◆ YOUR INSTRUCTIONS: Using the listing below, report how many lines hold the word "ColumnValue", and nothing else.

◆ DATA FOR THIS TASK:
──────

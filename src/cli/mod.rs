//! CLI command handlers

pub mod commands;

pub use commands::{generate, layout, preview, GenerateArgs};
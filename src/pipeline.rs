//! One report generation, end to end
//!
//! CSV bytes → normalized table → layout → formulas → workbook bytes. The run
//! is all-or-nothing: any error aborts before bytes are returned.

use crate::error::QuoteResult;
use crate::excel::ExcelExporter;
use crate::normalizer;
use crate::params::ReportParams;
use crate::schema::SchemaVariant;
use crate::style::StyleConfig;
use tracing::info;

/// A rendered report
#[derive(Debug)]
pub struct Report {
    pub filename: String,
    pub rows: usize,
    pub bytes: Vec<u8>,
}

/// Normalize `csv` with the given schema and render the requested report
pub fn generate(
    csv: &[u8],
    variant: SchemaVariant,
    params: ReportParams,
    style: StyleConfig,
) -> QuoteResult<Report> {
    let spec = variant.spec();
    let table = normalizer::normalize(csv, spec)?;
    let rows = table.row_count();
    let filename = params.filename.clone();

    let exporter = ExcelExporter::new(table, spec, params, style)?;
    let bytes = exporter.to_bytes()?;
    info!(%variant, rows, file = %filename, "generated report");

    Ok(Report {
        filename,
        rows,
        bytes,
    })
}
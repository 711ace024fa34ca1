//! Data normalizer: raw quote CSV → canonical [`QuoteTable`]
//!
//! Columns are located according to the selected [`SchemaSpec`], numeric
//! fields are cleaned and coerced, and the derived `Margin` (fraction) and
//! `Cost` (unit cost) columns are computed. Any malformed numeric cell fails
//! the whole run; only identifier columns may be blank.

use crate::error::{QuoteError, QuoteResult};
use crate::schema::{Coercion, CostRule, FieldRule, SchemaSpec, Source, COST, MARGIN, PRICE, QTY};
use crate::types::{Column, ColumnKind, ColumnValue, QuoteTable};
use regex::Regex;
use std::collections::HashMap;
use std::path::Path;
use tracing::{debug, info};

/// Read and normalize a CSV file
pub fn normalize_file(path: &Path, spec: &SchemaSpec) -> QuoteResult<QuoteTable> {
    let bytes = std::fs::read(path)?;
    normalize(&bytes, spec)
}

/// Normalize CSV bytes according to `spec`
pub fn normalize(input: &[u8], spec: &SchemaSpec) -> QuoteResult<QuoteTable> {
    let mut reader = csv::ReaderBuilder::new()
        .has_headers(true)
        .trim(csv::Trim::All)
        .from_reader(input);

    let headers: Vec<String> = reader.headers()?.iter().map(str::to_string).collect();
    let indices = resolve_fields(&headers, spec)?;
    debug!(variant = %spec.variant, columns = headers.len(), "resolved input columns");

    let cleaner = Cleaner::new()?;
    let mut raw: Vec<Column> = spec
        .fields
        .iter()
        .map(|f| {
            let values = match f.coercion {
                Coercion::Text => ColumnValue::Text(Vec::new()),
                Coercion::OptionalNumber => ColumnValue::Sparse(Vec::new()),
                _ => ColumnValue::Number(Vec::new()),
            };
            Column::new(f.name, f.kind, values)
        })
        .collect();

    for (row_idx, record) in reader.records().enumerate() {
        let record = record?;
        for ((rule, &src), column) in spec.fields.iter().zip(&indices).zip(raw.iter_mut()) {
            let cell = record.get(src).unwrap_or("");
            match &mut column.values {
                ColumnValue::Text(v) => v.push(cell.to_string()),
                ColumnValue::Number(v) => v.push(cleaner.coerce(cell, rule, row_idx + 1)?),
                ColumnValue::Sparse(v) => {
                    v.push(cleaner.coerce_optional(cell, rule, row_idx + 1)?)
                }
            }
        }
    }

    let row_count = raw.first().map_or(0, |c| c.len());
    if row_count == 0 {
        return Err(QuoteError::Schema("input contains no data rows".to_string()));
    }

    let mut by_name: HashMap<&str, Column> =
        spec.fields.iter().map(|f| f.name).zip(raw).collect();

    let margin = derive_margin(&by_name, spec)?;
    let cost = derive_cost(&by_name, &margin, spec)?;
    by_name.insert(MARGIN, Column::number(MARGIN, ColumnKind::Percent, margin));
    by_name.insert(COST, Column::number(COST, ColumnKind::Currency, cost));

    let mut table = QuoteTable::new();
    for name in spec.canonical {
        let column = by_name
            .remove(name)
            .ok_or_else(|| QuoteError::Schema(format!("no rule produces column '{}'", name)))?;
        table.add_column(column);
    }
    table.validate_lengths().map_err(QuoteError::Schema)?;

    info!(variant = %spec.variant, rows = row_count, "normalized quote lines");
    Ok(table)
}

/// Map each field rule to a raw column index
fn resolve_fields(headers: &[String], spec: &SchemaSpec) -> QuoteResult<Vec<usize>> {
    let min = spec.min_columns();
    if headers.len() < min {
        return Err(QuoteError::Schema(format!(
            "{} input needs at least {} columns, found {}",
            spec.variant,
            min,
            headers.len()
        )));
    }

    let mut missing = Vec::new();
    let indices: Vec<usize> = spec
        .fields
        .iter()
        .map(|f| match f.source {
            Source::Position(p) => p,
            Source::Header(name) => headers.iter().position(|h| h == name).unwrap_or_else(|| {
                missing.push(name);
                usize::MAX
            }),
        })
        .collect();

    if !missing.is_empty() {
        return Err(QuoteError::Schema(format!(
            "{} input is missing columns: {}",
            spec.variant,
            missing.join(", ")
        )));
    }
    Ok(indices)
}

fn numbers<'a>(by_name: &'a HashMap<&str, Column>, name: &str) -> QuoteResult<&'a [f64]> {
    match by_name.get(name).map(|c| &c.values) {
        Some(ColumnValue::Number(v)) => Ok(v),
        _ => Err(QuoteError::Schema(format!("numeric column '{}' not read", name))),
    }
}

/// Margin as a fraction of the percentage column
fn derive_margin(by_name: &HashMap<&str, Column>, spec: &SchemaSpec) -> QuoteResult<Vec<f64>> {
    Ok(numbers(by_name, spec.margin_percent)?
        .iter()
        .map(|m| m / 100.0)
        .collect())
}

fn derive_cost(
    by_name: &HashMap<&str, Column>,
    margin: &[f64],
    spec: &SchemaSpec,
) -> QuoteResult<Vec<f64>> {
    match spec.cost_rule {
        CostRule::PerUnit { estimated } => {
            let qty = numbers(by_name, QTY)?;
            numbers(by_name, estimated)?
                .iter()
                .zip(qty)
                .enumerate()
                .map(|(i, (est, q))| {
                    if *q == 0.0 {
                        Err(QuoteError::Parse {
                            row: i + 1,
                            column: QTY.to_string(),
                            value: "0".to_string(),
                        })
                    } else {
                        Ok(est / q)
                    }
                })
                .collect()
        }
        CostRule::FromMargin => Ok(numbers(by_name, PRICE)?
            .iter()
            .zip(margin)
            .map(|(p, m)| p * (1.0 - m))
            .collect()),
    }
}

/// Strips currency symbols and thousands separators before parsing
struct Cleaner {
    money: Regex,
    thousands: Regex,
}

impl Cleaner {
    fn new() -> QuoteResult<Self> {
        let money = Regex::new(r"[$,]")
            .map_err(|e| QuoteError::Schema(format!("Regex error: {}", e)))?;
        let thousands =
            Regex::new(",").map_err(|e| QuoteError::Schema(format!("Regex error: {}", e)))?;
        Ok(Self { money, thousands })
    }

    fn coerce(&self, raw: &str, rule: &FieldRule, row: usize) -> QuoteResult<f64> {
        let cleaned = match rule.coercion {
            Coercion::Money => self.money.replace_all(raw, ""),
            Coercion::Count => self.thousands.replace_all(raw, ""),
            Coercion::Number | Coercion::OptionalNumber | Coercion::Text => raw.into(),
        };
        cleaned
            .trim()
            .parse::<f64>()
            .ok()
            .filter(|n| n.is_finite())
            .ok_or_else(|| QuoteError::Parse {
                row,
                column: rule.name.to_string(),
                value: raw.to_string(),
            })
    }

    /// Like [`Cleaner::coerce`], but a blank cell is `None`
    fn coerce_optional(&self, raw: &str, rule: &FieldRule, row: usize) -> QuoteResult<Option<f64>> {
        if raw.trim().is_empty() {
            return Ok(None);
        }
        self.coerce(raw, rule, row).map(Some)
    }
}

──────

◆ SOLUTION BELOW: 8